It does seem that the declared content length is much larger than what PHP is receiving, and it's not a misleading exception because of truncation in the exception logging, we are actually seeing a truncated payload. It's also interesting to note that the request body is always truncated at 65,536 bytes regardless of how big the actual payload is.
Checking Nginx
My next step was to go upstream and add some additional logging to Nginx which is our web server / proxy in front of PHP-FPM. I wanted to see whether I could observe the same truncated payload behaviour between Nginx and PHP to narrow down where the issue was happening. Here's the Nginx log format I used.
log_format post '$time_local: req_len $request_length - con_len $http_content_length';
This gave me the following log entries when I enabled logging on the ingestion servers.
02/Sep/2023:18:13:24 +0000: req_len 205 - con_len 453
02/Sep/2023:18:13:27 +0000: req_len 35266 - con_len 60944
02/Sep/2023:18:13:27 +0000: req_len 389327 - con_len 923803
02/Sep/2023:18:13:27 +0000: req_len 262352 - con_len 1355353
02/Sep/2023:18:13:27 +0000: req_len 207 - con_len 509168
I'm using the $request_length
variable in Nginx which is the "request length (including request line, header, and request body)" and the $http_
variable which allows you to log out an "arbitrary request header field", such as $http_content_length
. As you can see, the declared content length is again much larger than the actual request body received. There is always a slight discrepancy here as the $request_length
includes the request line and headers, along with the body, and $http_content_length
is only the body, but even factoring that in, the difference is significant.
Checking the Cloudflare Worker
At first glance, the logs above lead me to our Cloudflare logs which we collect via Log Push, but I was conscious that in this scenario it felt far more likely that I was at fault than them. Still though, I'd gone from PHP, to Nginx and now the next upstream step was to the Cloudflare Worker.

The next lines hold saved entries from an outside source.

// ── Completion slot ─────────────────────────────────────────────────────

const PENDING: u8 = 0;
const COMPLETE: u8 = 1;

/// Shared result storage for one in-flight operation.
///
/// The driver writes the CQE result and flags, publishes with a release
/// store on `state`, then wakes the registered waker. The future reads the
/// state with an acquire load, so the result fields are visible once
/// `COMPLETE` is observed.
pub(crate) struct CqeSlot {
    state: AtomicU8,
    res: AtomicI32,
    flags: AtomicU32,
    waker: Mutex<Option<Waker>>,
}

impl CqeSlot {
    fn new() -> Self {
        CqeSlot {
            state: AtomicU8::new(PENDING),
            res: AtomicI32::new(0),
            flags: AtomicU32::new(0),
            waker: Mutex::new(None),
        }
    }

    /// Driver side: store the result and wake the suspended future.
    pub(crate) fn complete(&self, res: i32, flags: u32) {
        self.res.store(res, Ordering::Relaxed);
        self.flags.store(flags, Ordering::Relaxed);
        self.state.store(COMPLETE, Ordering::Release);
        let waker = self.waker.lock().unwrap().take();
        if let Some(waker) = waker {
            waker.wake();
        }
    }

    fn set_waker(&self, waker: Waker) {
        *self.waker.lock().unwrap() = Some(waker);
    }

    fn is_complete(&self) -> bool {
        self.state.load(Ordering::Acquire) == COMPLETE
    }

    fn result(&self) -> (i32, u32) {
        (self.res.load(Ordering::Relaxed), self.flags.load(Ordering::Relaxed))
    }

    fn poll_result(&self, cx: &mut Context<'_>) -> Poll<(i32, u32)> {
        if self.is_complete() {
            return Poll::Ready(self.result());
        }
        self.set_waker(cx.waker().clone());
        // Re-check: the driver may have completed between the first check
        // and the waker store.
        if self.is_complete() {
            return Poll::Ready(self.result());
        }
        Poll::Pending
    }
}
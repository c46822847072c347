use std::io;

use thiserror::Error;

/// Errors returned by reactor setup and teardown.
#[derive(Debug, Error)]
pub enum Error {
    /// io_uring setup or operation failed.
    #[error("I/O error: {0}")]
    Io(#[from] io::Error),
    /// Ring configuration rejected (bad queue depth, pool size, batch bound).
    #[error("ring setup: {0}")]
    RingSetup(String),
    /// The driver thread could not be started.
    #[error("driver start: {0}")]
    DriverStart(String),
}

After trawling through our logs for the corresponding time that we were getting the JSON exceptions (which had stopped of their own accord after ~45 mins), I couldn't find anything that stood out other than Cloudflare receiving 500 errors from our origin, which was to be expected. Not finding anything particularly useful, it looked like Cloudflare was sending us the requests with a proper payload. I added some additional logging to our Worker so that if the issue were to return, we'd potentially have some extra information to work with.
Many of the issues I expected we might see should already be logged because Workers will log all uncaught exceptions, but it's easy to add some console.log()

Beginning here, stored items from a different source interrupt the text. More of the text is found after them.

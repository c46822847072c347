//! End-to-end parse properties: serialize→parse identity, chunk-boundary
//! invariance, and pipelined leftovers.

use ringlet_http::{Feed, Method, Request, RequestParser, RequestTarget};

/// Render a request back to wire format. Queries and paths in these
/// fixtures avoid characters that percent-decoding would rewrite.
fn serialize(request: &Request) -> String {
    let target = match &request.target {
        RequestTarget::Origin { path, query } if query.is_empty() => path.clone(),
        RequestTarget::Origin { path, query } => format!("{path}?{query}"),
        RequestTarget::Absolute {
            scheme,
            authority,
            path,
            query,
        } => {
            let mut out = format!("{scheme}://{authority}{path}");
            if !query.is_empty() {
                out.push('?');
                out.push_str(query);
            }
            out
        }
    };

    let mut wire = format!("{} {} {}\r\n", request.method, target, request.version);
    for (name, value) in request.headers.iter() {
        wire.push_str(&format!("{name}: {value}\r\n"));
    }
    wire.push_str("\r\n");
    if let Some(body) = &request.body {
        wire.push_str(std::str::from_utf8(body).unwrap());
    }
    wire
}

fn parse_whole(wire: &str) -> (Request, bytes::Bytes) {
    match RequestParser::new().feed(wire.as_bytes().to_vec()) {
        Feed::Complete { request, leftover } => (request, leftover),
        other => panic!("expected Complete, got {other:?}"),
    }
}

fn fixtures() -> Vec<Request> {
    let mut simple = Request {
        method: Method::Get,
        target: RequestTarget::Origin {
            path: "/".into(),
            query: String::new(),
        },
        version: "HTTP/1.1".into(),
        headers: Default::default(),
        body: None,
    };
    simple.headers.insert("Host".into(), "example.com".into());

    let mut with_query = Request {
        method: Method::Delete,
        target: RequestTarget::Origin {
            path: "/items/42".into(),
            query: "force=true&cascade=no".into(),
        },
        version: "HTTP/1.1".into(),
        headers: Default::default(),
        body: None,
    };
    with_query.headers.insert("Host".into(), "h".into());
    with_query.headers.insert("Accept".into(), "text/html".into());

    let mut with_body = Request {
        method: Method::Post,
        target: RequestTarget::Origin {
            path: "/submit".into(),
            query: String::new(),
        },
        version: "HTTP/1.1".into(),
        headers: Default::default(),
        body: Some(bytes::Bytes::from_static(b"name=value")),
    };
    with_body.headers.insert("Host".into(), "h".into());
    with_body
        .headers
        .insert("Content-Length".into(), "10".into());

    let mut absolute = Request {
        method: Method::Options,
        target: RequestTarget::Absolute {
            scheme: "http".into(),
            authority: "proxy.example:3128".into(),
            path: "/upstream".into(),
            query: "v=1".into(),
        },
        version: "HTTP/1.1".into(),
        headers: Default::default(),
        body: None,
    };
    absolute.headers.insert("Host".into(), "proxy.example".into());

    vec![simple, with_query, with_body, absolute]
}

#[test]
fn parse_of_serialize_is_identity() {
    for request in fixtures() {
        let wire = serialize(&request);
        let (parsed, leftover) = parse_whole(&wire);
        assert_eq!(parsed, request, "round trip failed for {wire:?}");
        assert!(leftover.is_empty());
    }
}

#[test]
fn chunking_never_changes_the_result() {
    for request in fixtures() {
        let wire = serialize(&request);
        let (reference, _) = parse_whole(&wire);

        // Every split position of the wire bytes into two chunks.
        for split in 0..=wire.len() {
            let mut parser = RequestParser::new();
            let mut outcome = None;
            for chunk in [&wire[..split], &wire[split..]] {
                match parser.feed(chunk.as_bytes().to_vec()) {
                    Feed::NeedMore => continue,
                    Feed::Complete { request, .. } => {
                        outcome = Some(request);
                        break;
                    }
                    Feed::Failed => panic!("split at {split} failed for {wire:?}"),
                }
            }
            assert_eq!(outcome.expect("incomplete"), reference, "split at {split}");
        }
    }
}

#[test]
fn consumed_plus_leftover_equals_input() {
    let first = "POST /a HTTP/1.1\r\nHost: h\r\nContent-Length: 3\r\n\r\nabc";
    let second = "GET /b HTTP/1.1\r\nHost: h\r\n\r\n";
    let wire = format!("{first}{second}");

    let (request_a, leftover) = parse_whole(&wire);
    assert_eq!(request_a.method, Method::Post);
    assert_eq!(request_a.body.as_deref(), Some(b"abc".as_slice()));
    // Everything the first parse did not consume is the second request.
    assert_eq!(&leftover[..], second.as_bytes());

    let mut parser = RequestParser::new();
    match parser.feed(leftover) {
        Feed::Complete { request, leftover } => {
            assert_eq!(request.method, Method::Get);
            assert_eq!(
                request.target,
                RequestTarget::Origin {
                    path: "/b".into(),
                    query: String::new(),
                }
            );
            assert!(leftover.is_empty());
        }
        other => panic!("second request did not parse: {other:?}"),
    }
}

#[test]
fn trailing_bytes_survive_verbatim() {
    let wire = "GET / HTTP/1.1\r\nHost: h\r\n\r\n\x00\x01binary tail";
    let mut parser = RequestParser::new();
    match parser.feed(wire.as_bytes().to_vec()) {
        Feed::Complete { leftover, .. } => {
            assert_eq!(&leftover[..], b"\x00\x01binary tail");
        }
        other => panic!("unexpected {other:?}"),
    }
}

calls which will also be captured (source). I also added some additional request headers on requests to our origin so we could log those and compare metrics like the size of the payload before sending to the declared content-length and then the observed content-length.
return {
"X-Request-Body-Length": requestBodyLen.toString(),
"X-Distinct-Reports": distinctReports.toString(),
"X-Total-Reports": totalReports.toString(),
}
I then decided to do some more investigation across our origin servers to look for clues because I still wasn't sure what had happened.
CPU overload!
I took a look at our DigitalOcean dashboard to see how the ingestion servers were holding up during the window that the JSON exceptions were being thrown, and it seems that they were more than a little busy!

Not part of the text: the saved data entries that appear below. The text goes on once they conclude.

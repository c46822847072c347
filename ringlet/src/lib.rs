//! ringlet — a single-threaded io_uring reactor for Linux.
//!
//! ringlet multiplexes futures onto io_uring submission/completion queues.
//! Application threads publish operations onto a lock-free queue; one
//! background driver thread owns the ring, batches submissions, reaps
//! completions, and wakes the suspended futures.
//!
//! # Quick Start
//!
//! ```rust,no_run
//! use std::os::fd::AsRawFd;
//! use ringlet::{Config, Reactor};
//!
//! fn main() -> Result<(), ringlet::Error> {
//!     let reactor = Reactor::new(Config::default())?;
//!
//!     let file = std::fs::File::open("/etc/hostname").unwrap();
//!     let mut buf = [0u8; 256];
//!     let n = futures_block_on(reactor.read(file.as_raw_fd(), &mut buf, 0));
//!     println!("{}", String::from_utf8_lossy(&buf[..n as usize]));
//!
//!     reactor.request_stop();
//!     reactor.run();
//!     Ok(())
//! }
//! # fn futures_block_on<F: std::future::Future>(_f: F) -> i32 { 0 }
//! ```
//!
//! Operations resolve to the raw signed CQE result; the reactor never
//! interprets kernel return codes. Attach a deadline with
//! [`Submit::timeout`] — the wrapped operation resolves to `None` when the
//! kernel cancels it.
//!
//! # Platform
//!
//! Linux only. Requires io_uring with READ/WRITE/READV/WRITEV/ACCEPT and
//! LINK_TIMEOUT support (kernel 5.6+).

// ── Internal modules ────────────────────────────────────────────────────
pub(crate) mod completion;
pub(crate) mod driver;
pub(crate) mod pool;
pub(crate) mod queue;
pub(crate) mod ring;

// ── Public modules ──────────────────────────────────────────────────────
pub mod config;
pub mod error;
pub mod metrics;
pub mod op;
pub mod reactor;
pub mod task;

// ── Re-exports ──────────────────────────────────────────────────────────

/// Reactor configuration.
pub use config::Config;
/// Reactor setup errors.
pub use error::Error;
/// Accept one connection.
pub use op::AcceptOp;
/// Connect a socket to a remote address.
pub use op::ConnectOp;
/// Caller-built SQE.
pub use op::CustomOp;
/// Future for an operation with a linked timeout.
pub use op::LinkTimeout;
/// Description of one SQE.
pub use op::Prepare;
/// Read into a borrowed buffer.
pub use op::ReadOp;
/// Vectored read.
pub use op::ReadvOp;
/// One ring operation: prepare + complete steps.
pub use op::RingOp;
/// Future for one submitted ring operation.
pub use op::Submit;
/// Write from a borrowed buffer.
pub use op::WriteOp;
/// Vectored write.
pub use op::WritevOp;
/// The reactor runtime.
pub use reactor::Reactor;
/// Receiving half handed to a sendable-task body.
pub use task::Inbox;
/// A coroutine driven by externally supplied values.
pub use task::SendableTask;
/// Outcome of one resume call.
pub use task::Step;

Yikes... This seemed odd because the JSON parse was failing, so I'd have assumed that they were doing significantly less than usual because the problematic inbound requests effectively leave them with nothing to do... During the same time window I could also see elevated Load, elevated RAM usage (but still plenty to spare), no noticeable disk activity (so we weren't paging) and no noticeable change in our ingress (so we didn't have a traffic spike). Our egress on the ingestion servers did display a drop, but that makes sense because there will be less traffic going to Redis if we're not processing as many reports. What on Earth is chewing up that much CPU?
Resource exhaustion
I was caught up on the CPU being slammed at 100% utilisation, especially when we weren't processing our usual volume of reports. After more research online and more debugging, I took a look at syslog and scrolled back to the time window of the issue and found the following entries.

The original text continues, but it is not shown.